Irfan, a teenager skipped his tuition classes to be the part of the protests at Maisuma. It was hard to not be a part of the protests. He was spirited with passion of freedom. He was at the forefront of the protests. “Allah Hu Akbar” resonated in the skies.
As the procession started walking, the Indian Troops were assembled at the bridge, to thwart the protests. Some people out of fear vanished in the by-lanes, to become the eyewitnesses to what was going to happen. Around a hundred people, in the procession kept walking. Screaming and shouting slogans of freedom and protest. The resonance of the slogans kept the procession going; they were unaware of what was going to happen. As they were walking on the inclined road of Gaw Kadal, they sighted a Central Reserve Police Force (CRPF) company armed with guns. CRPF ran after them into the by-lanes, some stood there thinking they won’t shoot due to the presence of the women. As soon as they stepped on the bridge, the sounds of Light Machine Gun (LMG) and AK 47 surrounded them. Bullets were fired.
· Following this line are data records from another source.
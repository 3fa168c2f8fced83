//! Derived analysis of a record and its verdict.
//!
//! Two risk narratives are produced and kept apart:
//!
//! * clinical heuristics ([`clinical_summary`]) evaluate fixed thresholds on
//!   the raw record;
//! * the feature-importance partition ([`partition_features`]) compares each
//!   weighted feature with its reference range.
//!
//! They can disagree for the same patient (blood urea of 32 is a range
//! violation but below the heuristic threshold of 50), and both are shown.
//!
//! Specific gravity is compared against the numeric interval 1.010 - 1.025,
//! so a reading such as `1.020` is normal. This departs from a plain text
//! match against the lower bound, which would flag every reading but 1.010.

use serde::Serialize;
use tracing::{debug, trace};

use crate::domain::{Attribute, DomainSchema, RangeStatus};
use crate::model::{Outcome, PatientRecord, PredictionVerdict};

/// Maximum number of protective factors handed to display.
pub const PROTECTIVE_DISPLAY_LIMIT: usize = 5;

/// Shown when disease is detected but no heuristic fires.
pub const NO_PROMINENT_FACTORS_MESSAGE: &str = "Specific primary risk factors not prominent, but a combination of inputs suggests risk. Please consult a doctor for a full evaluation.";

/// Shown in place of risk factors when no disease is detected.
pub const HEALTHY_STATUS_MESSAGE: &str = "Your test results fall within the normal range for key indicators. Continue to maintain a healthy lifestyle.";

/// Shown in place of feature risk factors when disease is detected but none is abnormal.
pub const MODERATE_CONTRIBUTION_MESSAGE: &str =
    "Multiple factors contributed moderately to the risk score.";

/// Shown in place of feature risk factors when no disease is detected.
pub const NO_CONTRIBUTING_FACTORS_MESSAGE: &str = "No significant contributing factors identified.";

/// Shown when no weighted feature is within its normal range.
pub const NO_PROTECTIVE_FACTORS_MESSAGE: &str =
    "No prominent protective factors identified from the key features.";

/// One row of the normal-range comparison table.
#[derive(Debug, Clone, PartialEq, Serialize)]
pub struct RangeComparison {
    pub attribute: Attribute,
    pub label: &'static str,
    pub value: String,
    /// The range as text, `"N/A"` when none is defined
    pub range: String,
    pub status: RangeStatus,
}

/// Compare every attribute with its reference range, in canonical order.
pub fn compare_ranges(record: &PatientRecord, schema: &DomainSchema) -> Vec<RangeComparison> {
    record
        .iter()
        .map(|(attribute, value)| {
            let (range, status) = match schema.reference_range(attribute) {
                Some(range) => (range.to_string(), range.classify(value)),
                None => (
                    RangeStatus::NotApplicable.to_string(),
                    RangeStatus::NotApplicable,
                ),
            };
            trace!(attribute = %attribute, status = %status, "Compared against reference range");
            RangeComparison {
                attribute,
                label: attribute.display_name(),
                value: value.to_string(),
                range,
                status,
            }
        })
        .collect()
}

/// A fixed clinical heuristic, in evaluation order.
#[derive(Debug, Clone, Copy, PartialEq, Eq, Hash, Serialize)]
pub enum ClinicalRiskFactor {
    /// Serum creatinine above 1.4 mgs/dl
    ElevatedCreatinine,
    /// Blood urea above 50 mgs/dl
    HighUrea,
    /// Hemoglobin below 12 gms
    LowHemoglobin,
    Hypertension,
    DiabetesMellitus,
    /// Albumin level above 0
    Albuminuria,
}

impl ClinicalRiskFactor {
    pub const ALL: [ClinicalRiskFactor; 6] = [
        ClinicalRiskFactor::ElevatedCreatinine,
        ClinicalRiskFactor::HighUrea,
        ClinicalRiskFactor::LowHemoglobin,
        ClinicalRiskFactor::Hypertension,
        ClinicalRiskFactor::DiabetesMellitus,
        ClinicalRiskFactor::Albuminuria,
    ];

    pub fn label(&self) -> &'static str {
        match self {
            ClinicalRiskFactor::ElevatedCreatinine => "Elevated Serum Creatinine",
            ClinicalRiskFactor::HighUrea => "High Blood Urea",
            ClinicalRiskFactor::LowHemoglobin => "Low Hemoglobin",
            ClinicalRiskFactor::Hypertension => "Hypertension Present",
            ClinicalRiskFactor::DiabetesMellitus => "Diabetes Mellitus Present",
            ClinicalRiskFactor::Albuminuria => "Albumin in Urine",
        }
    }

    pub fn applies_to(&self, record: &PatientRecord) -> bool {
        let above = |attr, threshold| record.number(attr).is_some_and(|v| v > threshold);
        match self {
            ClinicalRiskFactor::ElevatedCreatinine => above(Attribute::Sc, 1.4),
            ClinicalRiskFactor::HighUrea => above(Attribute::Bu, 50.0),
            ClinicalRiskFactor::LowHemoglobin => {
                record.number(Attribute::Hemo).is_some_and(|v| v < 12.0)
            }
            ClinicalRiskFactor::Hypertension => record.is(Attribute::Htn, "yes"),
            ClinicalRiskFactor::DiabetesMellitus => record.is(Attribute::Dm, "yes"),
            ClinicalRiskFactor::Albuminuria => above(Attribute::Al, 0.0),
        }
    }
}

/// Heuristics that fire for `record`, in fixed order.
pub fn clinical_risk_factors(record: &PatientRecord) -> Vec<ClinicalRiskFactor> {
    ClinicalRiskFactor::ALL
        .into_iter()
        .filter(|f| f.applies_to(record))
        .collect()
}

/// The clinical-heuristic narrative for a verdict.
#[derive(Debug, Clone, PartialEq, Serialize)]
pub enum ClinicalSummary {
    /// Disease detected and at least one heuristic fired
    RiskFactors(Vec<ClinicalRiskFactor>),
    /// Disease detected but no heuristic fired
    NoProminentFactors,
    /// No disease detected; heuristics are not evaluated
    Healthy,
}

impl ClinicalSummary {
    /// Lines to display: factor labels, or a single explanatory message.
    pub fn lines(&self) -> Vec<&'static str> {
        match self {
            ClinicalSummary::RiskFactors(factors) => factors.iter().map(|f| f.label()).collect(),
            ClinicalSummary::NoProminentFactors => vec![NO_PROMINENT_FACTORS_MESSAGE],
            ClinicalSummary::Healthy => vec![HEALTHY_STATUS_MESSAGE],
        }
    }
}

pub fn clinical_summary(record: &PatientRecord, outcome: Outcome) -> ClinicalSummary {
    if !outcome.is_detected() {
        return ClinicalSummary::Healthy;
    }
    let factors = clinical_risk_factors(record);
    if factors.is_empty() {
        ClinicalSummary::NoProminentFactors
    } else {
        ClinicalSummary::RiskFactors(factors)
    }
}

/// Weighted features split by whether they fall within their normal range.
#[derive(Debug, Clone, Default, PartialEq, Serialize)]
pub struct FeaturePartition {
    /// Abnormal features in weight order, uncapped
    pub risk: Vec<&'static str>,
    /// Normal features in weight order, at most [`PROTECTIVE_DISPLAY_LIMIT`]
    pub protective: Vec<&'static str>,
}

/// Partition the schema's weighted features into risk and protective lists.
///
/// Features that do not resolve to an attribute, or whose attribute has no
/// reference range, are skipped.
pub fn partition_features(record: &PatientRecord, schema: &DomainSchema) -> FeaturePartition {
    let mut partition = FeaturePartition::default();
    let mut protective = Vec::new();

    for feature in schema.feature_importance() {
        let Some(attribute) = feature.attribute() else {
            trace!(feature = feature.name, "Feature does not resolve to an attribute");
            continue;
        };
        let Some(range) = schema.reference_range(attribute) else {
            continue;
        };
        match range.classify(record.value(attribute)) {
            RangeStatus::Abnormal => partition.risk.push(feature.name),
            RangeStatus::Normal if !partition.risk.contains(&feature.name) => {
                protective.push(feature.name)
            }
            _ => {}
        }
    }

    protective.truncate(PROTECTIVE_DISPLAY_LIMIT);
    partition.protective = protective;
    partition
}

/// Everything derived from one record and its verdict.
///
/// Recomputed on demand; carries no identity of its own.
#[derive(Debug, Clone, PartialEq, Serialize)]
pub struct DerivedAnalysis {
    pub outcome: Outcome,
    pub comparisons: Vec<RangeComparison>,
    pub clinical: ClinicalSummary,
    pub features: FeaturePartition,
}

impl DerivedAnalysis {
    /// Number of attributes outside their reference range.
    pub fn abnormal_count(&self) -> usize {
        self.comparisons
            .iter()
            .filter(|c| c.status == RangeStatus::Abnormal)
            .count()
    }

    /// Feature-importance risk factors as displayed: only when disease is detected.
    pub fn displayed_risk_features(&self) -> &[&'static str] {
        if self.outcome.is_detected() {
            &self.features.risk
        } else {
            &[]
        }
    }

    /// Contributing-factor lines: feature names, or a single message when
    /// none are displayed.
    pub fn risk_feature_lines(&self) -> Vec<&'static str> {
        match self.displayed_risk_features() {
            [] if self.outcome.is_detected() => vec![MODERATE_CONTRIBUTION_MESSAGE],
            [] => vec![NO_CONTRIBUTING_FACTORS_MESSAGE],
            names => names.to_vec(),
        }
    }

    /// Protective-factor lines: at most [`PROTECTIVE_DISPLAY_LIMIT`] names, or
    /// a single message when none qualify.
    pub fn protective_feature_lines(&self) -> Vec<&'static str> {
        if self.features.protective.is_empty() {
            vec![NO_PROTECTIVE_FACTORS_MESSAGE]
        } else {
            self.features.protective.clone()
        }
    }
}

/// Derive the full analysis. Pure and deterministic.
///
/// # Examples
///
/// ```
/// use ckdscreen::{
///     BoundsPolicy, DomainSchema, Outcome, PredictionVerdict, RiskLevel, Sample, analyze,
///     validate_form,
/// };
///
/// let schema = DomainSchema::standard();
/// let record = validate_form(&Sample::CkdPositive.to_form(), &schema, BoundsPolicy::Strict)?;
/// let verdict = PredictionVerdict::new(Outcome::Detected, 94.0, RiskLevel::High, 88.0);
///
/// let analysis = analyze(&record, &verdict, &schema);
/// assert_eq!(analysis.clinical.lines()[0], "Elevated Serum Creatinine");
/// assert!(analysis.features.protective.is_empty());
/// # Ok::<(), ckdscreen::ValidationError>(())
/// ```
pub fn analyze(
    record: &PatientRecord,
    verdict: &PredictionVerdict,
    schema: &DomainSchema,
) -> DerivedAnalysis {
    let analysis = DerivedAnalysis {
        outcome: verdict.outcome(),
        comparisons: compare_ranges(record, schema),
        clinical: clinical_summary(record, verdict.outcome()),
        features: partition_features(record, schema),
    };
    debug!(
        abnormal = analysis.abnormal_count(),
        risk_features = analysis.features.risk.len(),
        protective_features = analysis.features.protective.len(),
        "Derived analysis"
    );
    analysis
}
People were falling like the leaves of a Chinar in the autumn. Some people jumped over the bridge to save their lives.

Abdul Rauf Wani (24) – In 2006, he was posthumously honoured with Robert Thorpe award.

Abdul Rauf a young man of 24-years-old was caught in the melee of fallen people, alive and the dead. He rose up, from the bodies. He was puzzled as to why they were shooting indiscriminately. He walked towards the CRPF trooper carrying a Machine Gun; he caught hold of the gun barrel. The CRPF trooper emptied the whole magazine into his chest. Thirty two bullets. He died. I know he must have smiled. That brave soul died, saving lots of people.
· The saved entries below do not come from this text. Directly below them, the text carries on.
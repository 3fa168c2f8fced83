//! Screen a canned patient sample end to end.
//!
//! Run with:
//! ```bash
//! export GEMINI_API_KEY=your_key_here
//! cargo run --example screen_sample -- healthy
//! ```
//!
//! Pass `healthy` or `ckd` (the default) to pick the sample.

use ckdscreen::logging::{LogLevel, init_logging};
use ckdscreen::{
    BoundsPolicy, GeminiClient, Page, Predictor, PredictorConfig, RangeStatus, Sample, Session,
};
use std::env;

#[tokio::main]
async fn main() -> Result<(), Box<dyn std::error::Error>> {
    init_logging(LogLevel::Info);

    let sample = match env::args().nth(1).as_deref() {
        Some("healthy") => Sample::Healthy,
        _ => Sample::CkdPositive,
    };

    let predictor = Predictor::with_config(GeminiClient::from_env()?, PredictorConfig::from_env());
    let mut session = Session::new(BoundsPolicy::from_env());
    session.new_prediction();
    session.load_sample(sample);

    let verdict = match session.submit(&predictor).await {
        Ok(verdict) => verdict,
        Err(e) => {
            eprintln!("{}", session.error().unwrap_or("Prediction failed"));
            return Err(e.into());
        }
    };

    let guidance = session.guidance().ok_or("no assessment")?;
    println!("{}", guidance.headline);
    println!(
        "Confidence {:.0}%  Risk {} ({:.0}/100)",
        verdict.confidence(),
        verdict.risk_level(),
        verdict.risk_score()
    );

    session.navigate(Page::Analysis);
    let analysis = session.analysis().ok_or("no assessment")?;

    println!("\n{}", guidance.findings_title);
    for line in analysis.clinical.lines() {
        println!("  - {}", line);
    }

    println!("\nOutside normal range ({}):", analysis.abnormal_count());
    for row in analysis
        .comparisons
        .iter()
        .filter(|c| c.status == RangeStatus::Abnormal)
    {
        println!("  {:<24} {:>8}   normal {}", row.label, row.value, row.range);
    }

    println!("\nRisk features: {}", analysis.risk_feature_lines().join(", "));
    println!("Protective features: {}", analysis.protective_feature_lines().join(", "));

    println!("\n{}", guidance.recommendations_title);
    for tip in guidance.recommendations {
        println!("  - {}", tip);
    }
    Ok(())
}
use std::sync::Mutex;
use std::sync::atomic::{AtomicUsize, Ordering};
use std::time::Duration;

use async_trait::async_trait;
use ckdscreen::{Oracle, OracleRequest, PredictionError};

pub const DETECTED_HIGH: &str =
    r#"{"prediction":"CKD Detected","confidence":94,"riskLevel":"High","riskScore":88}"#;

#[allow(dead_code)]
pub const NOT_DETECTED_LOW: &str =
    r#"{"prediction":"No CKD Detected","confidence":91,"riskLevel":"Low","riskScore":9}"#;

type Reply = Box<dyn Fn() -> Result<String, PredictionError> + Send + Sync>;

/// Deterministic oracle that records every request it receives.
pub struct StubOracle {
    reply: Reply,
    delay: Option<Duration>,
    calls: AtomicUsize,
    last_request: Mutex<Option<OracleRequest>>,
}

#[allow(dead_code)]
impl StubOracle {
    pub fn replying(text: &str) -> Self {
        let text = text.to_string();
        Self::with_reply(Box::new(move || Ok(text.clone())))
    }

    pub fn failing(make_error: fn() -> PredictionError) -> Self {
        Self::with_reply(Box::new(move || Err(make_error())))
    }

    fn with_reply(reply: Reply) -> Self {
        Self {
            reply,
            delay: None,
            calls: AtomicUsize::new(0),
            last_request: Mutex::new(None),
        }
    }

    /// Sleep for `delay` before answering.
    pub fn delayed(mut self, delay: Duration) -> Self {
        self.delay = Some(delay);
        self
    }

    pub fn calls(&self) -> usize {
        self.calls.load(Ordering::SeqCst)
    }

    pub fn last_request(&self) -> Option<OracleRequest> {
        self.last_request.lock().unwrap().clone()
    }
}

#[async_trait]
impl Oracle for StubOracle {
    async fn generate(&self, request: &OracleRequest) -> Result<String, PredictionError> {
        self.calls.fetch_add(1, Ordering::SeqCst);
        *self.last_request.lock().unwrap() = Some(request.clone());
        if let Some(delay) = self.delay {
            tokio::time::sleep(delay).await;
        }
        (self.reply)()
    }

    fn name(&self) -> &str {
        "stub"
    }
}
#[cfg(test)]
mod error_tests {
    use ckdscreen::{CkdError, PREDICTION_FAILED_MESSAGE, PredictionError, Result, ValidationError};
    use serde_json::json;

    #[test]
    fn test_api_error() {
        let err = PredictionError::Api("Gemini API error (503): overloaded".to_string());
        assert_eq!(
            format!("{}", err),
            "API error: Gemini API error (503): overloaded"
        );
    }

    #[test]
    fn test_malformed_response_error() {
        let err = PredictionError::MalformedResponse("missing field `riskScore`".to_string());
        assert_eq!(
            format!("{}", err),
            "Malformed response: missing field `riskScore`"
        );
    }

    #[test]
    fn test_from_json_error() {
        let json_err = serde_json::from_value::<String>(json!(42)).unwrap_err();
        let err: PredictionError = json_err.into();
        assert!(matches!(err, PredictionError::Json(_)));
        assert!(format!("{}", err).starts_with("JSON error:"));
    }

    #[test]
    fn test_every_prediction_error_has_same_user_message() {
        let errors = [
            PredictionError::Api("boom".to_string()),
            PredictionError::EmptyResponse,
            PredictionError::MalformedResponse("bad".to_string()),
            PredictionError::Timeout,
            PredictionError::Cancelled,
        ];
        for err in &errors {
            assert_eq!(err.user_message(), PREDICTION_FAILED_MESSAGE);
        }
    }

    #[test]
    fn test_out_of_bounds_message() {
        let err = ValidationError::OutOfBounds {
            field: "bp".to_string(),
            value: 250.0,
            min: 40.0,
            max: 200.0,
        };
        assert_eq!(err.to_string(), "bp: 250 is outside the allowed range 40 - 200");
    }

    #[test]
    fn test_not_an_option_lists_allowed_values() {
        let err = ValidationError::NotAnOption {
            field: "htn".to_string(),
            value: "maybe".to_string(),
            allowed: vec!["yes".to_string(), "no".to_string()],
        };
        assert_eq!(err.to_string(), "htn: 'maybe' is not one of [yes, no]");
        assert_eq!(err.field(), "htn");
    }

    #[test]
    fn test_conversion_to_ckd_error() {
        let err: CkdError = ValidationError::MissingField {
            field: "age".to_string(),
        }
        .into();
        assert_eq!(err.to_string(), "Validation error: age: value is required");

        let err: CkdError = PredictionError::Timeout.into();
        assert_eq!(err.to_string(), "Prediction error: Timeout error");
    }

    #[test]
    fn test_result_type() {
        fn pending() -> Result<()> {
            Err(CkdError::SubmissionPending)
        }
        assert_eq!(
            pending().unwrap_err().to_string(),
            "A prediction is already in progress"
        );
    }
}
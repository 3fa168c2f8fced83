//! ckdscreen: chronic kidney disease screening backed by an LLM oracle
//!
//! # Overview
//!
//! ckdscreen takes the 24 clinical attributes of the CKD dataset as raw form
//! text, validates them into a typed [`PatientRecord`], asks a classification
//! oracle (Gemini by default) for a structured verdict, and derives a
//! reference-range analysis that explains the result.
//!
//! Key features:
//! - Static domain schema: attributes, form sections, reference ranges, feature weights
//! - Validation with per-field errors and a configurable bounds policy
//! - One oracle call per prediction with timeout and cancellation
//! - Verdict normalization: a negative outcome always carries a Low risk level
//! - Deterministic derived analysis and outcome-specific guidance
//! - A page-flow [`Session`] that discards stale replies
//!
//! # Quick Start
//!
//! ```no_run
//! use ckdscreen::{GeminiClient, Predictor, Sample, Session};
//!
//! #[tokio::main]
//! async fn main() -> Result<(), Box<dyn std::error::Error>> {
//!     let predictor = Predictor::new(GeminiClient::from_env()?);
//!
//!     let mut session = Session::default();
//!     session.new_prediction();
//!     session.load_sample(Sample::CkdPositive);
//!
//!     match session.submit(&predictor).await {
//!         Ok(verdict) => println!("{} (risk {})", verdict.outcome(), verdict.risk_level()),
//!         Err(err) => {
//!             tracing::error!(%err, "Screening failed");
//!             eprintln!("{}", session.error().unwrap_or_default());
//!         }
//!     }
//!
//!     if let Some(analysis) = session.analysis() {
//!         for line in analysis.clinical.lines() {
//!             println!("- {}", line);
//!         }
//!     }
//!     Ok(())
//! }
//! ```

pub mod advice;
pub mod analysis;
mod backend;
mod cancel;
pub mod domain;
mod error;
#[cfg(feature = "logging")]
pub mod logging;
pub mod model;
mod predictor;
pub mod schema;
pub mod session;
mod validation;

// Re-exports for convenience
pub use advice::{Guidance, guidance};
pub use analysis::{
    ClinicalRiskFactor, ClinicalSummary, DerivedAnalysis, FeaturePartition, RangeComparison,
    analyze,
};
pub use backend::{Oracle, OracleRequest, extract_json_from_markdown, parse_structured};
pub use cancel::CancellationToken;
pub use domain::{
    Attribute, DomainSchema, RangeStatus, RawForm, ReferenceRange, Sample, default_form,
};
pub use error::{CkdError, PREDICTION_FAILED_MESSAGE, PredictionError, Result, ValidationError};
pub use model::{
    FieldValue, OracleVerdict, Outcome, PatientRecord, PredictionVerdict, RiskLevel,
    StructuredOutput,
};
pub use predictor::{DEFAULT_TIMEOUT, Predictor, PredictorConfig};
pub use schema::{Schema, SchemaBuilder, SchemaType};
pub use session::{Assessment, Completion, Page, Session, Submission};
pub use validation::{BoundsPolicy, validate_form};

#[cfg(feature = "gemini")]
pub use backend::{GeminiClient, GeminiConfig, GeminiModel};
Irfan the teenager, who was at the front of the procession, was shot. He fell on the bridge. Eighteen bullets were shot in his stomach after he was found breathing. Farooq Ahmed, a neighbour of Irfan grabbed the barrel of a trooper to his stomach and took the bullets. Entire carbine was emptied in him. They kept shooting, until everyone at the bridge was dead.
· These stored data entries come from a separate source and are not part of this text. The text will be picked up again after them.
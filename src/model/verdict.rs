use std::fmt;

use serde::{Deserialize, Serialize};
use tracing::warn;

use super::StructuredOutput;
use crate::error::PredictionError;
use crate::schema::{Schema, SchemaBuilder, SchemaType};

/// Binary classification returned by the oracle.
#[derive(Debug, Clone, Copy, PartialEq, Eq, Hash, Serialize, Deserialize)]
pub enum Outcome {
    #[serde(rename = "CKD Detected")]
    Detected,
    #[serde(rename = "No CKD Detected")]
    NotDetected,
}

impl Outcome {
    pub fn as_str(&self) -> &'static str {
        match self {
            Outcome::Detected => "CKD Detected",
            Outcome::NotDetected => "No CKD Detected",
        }
    }

    pub fn is_detected(&self) -> bool {
        matches!(self, Outcome::Detected)
    }
}

impl fmt::Display for Outcome {
    fn fmt(&self, f: &mut fmt::Formatter<'_>) -> fmt::Result {
        f.write_str(self.as_str())
    }
}

#[derive(Debug, Clone, Copy, PartialEq, Eq, Hash, Serialize, Deserialize)]
pub enum RiskLevel {
    High,
    Medium,
    Low,
}

impl RiskLevel {
    pub fn as_str(&self) -> &'static str {
        match self {
            RiskLevel::High => "High",
            RiskLevel::Medium => "Medium",
            RiskLevel::Low => "Low",
        }
    }
}

impl fmt::Display for RiskLevel {
    fn fmt(&self, f: &mut fmt::Formatter<'_>) -> fmt::Result {
        f.write_str(self.as_str())
    }
}

/// The verdict exactly as the oracle must return it.
///
/// All four fields are required; a missing field, a wrong type or a literal
/// outside the allowed set fails deserialization.
#[derive(Debug, Clone, Copy, PartialEq, Serialize, Deserialize)]
#[serde(rename_all = "camelCase")]
pub struct OracleVerdict {
    pub prediction: Outcome,
    pub confidence: f64,
    pub risk_level: RiskLevel,
    pub risk_score: f64,
}

impl SchemaType for OracleVerdict {
    fn schema() -> Schema {
        SchemaBuilder::object()
            .description("Chronic kidney disease prediction for one patient")
            .one_of(
                "prediction",
                &[Outcome::Detected.as_str(), Outcome::NotDetected.as_str()],
                "The binary prediction for Chronic Kidney Disease. Must be one of: \"CKD Detected\" or \"No CKD Detected\".",
            )
            .bounded_number(
                "confidence",
                0.0,
                100.0,
                "Confidence in the prediction, from 0 to 100.",
            )
            .one_of(
                "riskLevel",
                &[RiskLevel::High.as_str(), RiskLevel::Medium.as_str(), RiskLevel::Low.as_str()],
                "The assessed risk level for the patient. Must be one of: \"High\", \"Medium\" or \"Low\".",
            )
            .bounded_number(
                "riskScore",
                0.0,
                100.0,
                "Numerical risk score from 0 to 100, higher means greater risk.",
            )
            .build()
    }
}

fn check_percentage(name: &str, value: f64) -> std::result::Result<(), PredictionError> {
    if !value.is_finite() || !(0.0..=100.0).contains(&value) {
        return Err(PredictionError::MalformedResponse(format!(
            "{} must be a number between 0 and 100, got {}",
            name, value
        )));
    }
    Ok(())
}

impl StructuredOutput for OracleVerdict {
    fn validate(&self) -> std::result::Result<(), PredictionError> {
        check_percentage("confidence", self.confidence)?;
        check_percentage("riskScore", self.risk_score)
    }
}

/// A normalized verdict: a negative outcome always carries [`RiskLevel::Low`].
///
/// # Examples
///
/// ```
/// use ckdscreen::{Outcome, PredictionVerdict, RiskLevel};
///
/// let verdict = PredictionVerdict::new(Outcome::NotDetected, 90.0, RiskLevel::High, 72.0);
/// assert_eq!(verdict.risk_level(), RiskLevel::Low);
/// assert_eq!(verdict.risk_score(), 72.0);
/// ```
#[derive(Debug, Clone, Copy, PartialEq, Serialize)]
#[serde(rename_all = "camelCase")]
pub struct PredictionVerdict {
    #[serde(rename = "prediction")]
    outcome: Outcome,
    confidence: f64,
    risk_level: RiskLevel,
    risk_score: f64,
}

impl PredictionVerdict {
    pub fn new(outcome: Outcome, confidence: f64, risk_level: RiskLevel, risk_score: f64) -> Self {
        let risk_level = match outcome {
            Outcome::NotDetected if risk_level != RiskLevel::Low => {
                warn!(
                    reported = %risk_level,
                    "Negative outcome reported with elevated risk level, forcing Low"
                );
                RiskLevel::Low
            }
            _ => risk_level,
        };
        Self {
            outcome,
            confidence,
            risk_level,
            risk_score,
        }
    }

    pub fn outcome(&self) -> Outcome {
        self.outcome
    }

    pub fn is_detected(&self) -> bool {
        self.outcome.is_detected()
    }

    pub fn confidence(&self) -> f64 {
        self.confidence
    }

    pub fn risk_level(&self) -> RiskLevel {
        self.risk_level
    }

    pub fn risk_score(&self) -> f64 {
        self.risk_score
    }
}

impl From<OracleVerdict> for PredictionVerdict {
    fn from(raw: OracleVerdict) -> Self {
        Self::new(raw.prediction, raw.confidence, raw.risk_level, raw.risk_score)
    }
}

#[cfg(test)]
mod tests {
    use super::*;

    #[test]
    fn wire_literals() {
        let raw: OracleVerdict = serde_json::from_str(
            r#"{"prediction":"CKD Detected","confidence":88,"riskLevel":"Medium","riskScore":64.5}"#,
        )
        .unwrap();
        assert_eq!(raw.prediction, Outcome::Detected);
        assert_eq!(raw.risk_level, RiskLevel::Medium);
        assert_eq!(raw.confidence, 88.0);
    }

    #[test]
    fn unknown_literal_is_rejected() {
        let raw = serde_json::from_str::<OracleVerdict>(
            r#"{"prediction":"Maybe","confidence":50,"riskLevel":"Low","riskScore":10}"#,
        );
        assert!(raw.is_err());
    }

    #[test]
    fn negative_outcome_forces_low_risk() {
        for level in [RiskLevel::High, RiskLevel::Medium, RiskLevel::Low] {
            let verdict = PredictionVerdict::new(Outcome::NotDetected, 90.0, level, 72.0);
            assert_eq!(verdict.risk_level(), RiskLevel::Low);
            assert_eq!(verdict.confidence(), 90.0);
            assert_eq!(verdict.risk_score(), 72.0);
        }
    }

    #[test]
    fn positive_outcome_keeps_risk_level() {
        let verdict = PredictionVerdict::new(Outcome::Detected, 80.0, RiskLevel::Medium, 55.0);
        assert_eq!(verdict.risk_level(), RiskLevel::Medium);
    }

    #[test]
    fn percentages_are_checked() {
        let mut raw = OracleVerdict {
            prediction: Outcome::Detected,
            confidence: 101.0,
            risk_level: RiskLevel::High,
            risk_score: 90.0,
        };
        assert!(matches!(
            raw.validate(),
            Err(PredictionError::MalformedResponse(msg)) if msg.contains("confidence")
        ));
        raw.confidence = 100.0;
        raw.risk_score = -1.0;
        assert!(raw.validate().is_err());
        raw.risk_score = 0.0;
        assert!(raw.validate().is_ok());
    }

    #[test]
    fn schema_requires_all_fields() {
        let schema = OracleVerdict::schema();
        assert_eq!(
            schema.required(),
            vec!["confidence", "prediction", "riskLevel", "riskScore"]
        );
        assert_eq!(
            schema.to_json()["properties"]["prediction"]["enum"],
            serde_json::json!(["CKD Detected", "No CKD Detected"])
        );
    }

    #[test]
    fn verdict_serializes_in_wire_shape() {
        let verdict = PredictionVerdict::new(Outcome::Detected, 91.0, RiskLevel::High, 83.0);
        let json = serde_json::to_value(verdict).unwrap();
        assert_eq!(json["prediction"], "CKD Detected");
        assert_eq!(json["riskLevel"], "High");
        assert_eq!(json["riskScore"], 83.0);
    }
}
As the sounds of bullets got down, the bridge and the road was full of bodies. It was a scene from a war. The blood was rushing down the road. Blood poured on the river below. It was floating with the blood like the memories of our dead.
CRPF checked on the bodies after the firing was over, those found alive were shot until they were lifeless. The Police brought trucks after hours of the massacre. Dogs were sniffing the bodies of the dead. An eyewitness said, “I saw a dog eating a human arm”.
The impact of the massacre was such that from hundreds, people started crossing over the line in thousands. Boys as young as fifteen and fourteen went across the line.
Fifty two people died and 250 sustained bullet injuries. As usual the official death toll was put to 21. Police registered the FIR (No.3/90) at Kralkhud Police Station. It was registered against the atrocious ‘Mob’. Nothing was written against the CRPF and Police action. The case stands closed and the culprits untraceable.
Twenty one years have gone since the rivers and skies turned blood red. Today is that day when we lost our brethren. People still walk by the Gaw Kadal (bridge), but who remembers what happened that day. A memorial stone was built by Jammu Kashmir Liberation Front (JKLF). It is hidden from the view by the Auto Rickshaw stand. The water underneath the bridge has turned into dirty filth. We still talk about the sacrifices and pay tributes to the martyrs. M’s, G’s, R’s and so many other groups pass their condolences. And yes accompanied by the usual “We will take their mission to its logical end”. Today even the most popular “government” newspaper skipped it. It’s not just a day; it is a reminder of what we have forgotten, of what we have done to the dreams of the martyrs. We are too busy with taking potshots at each other.
“We forget all too soon the things we thought we could never forget”.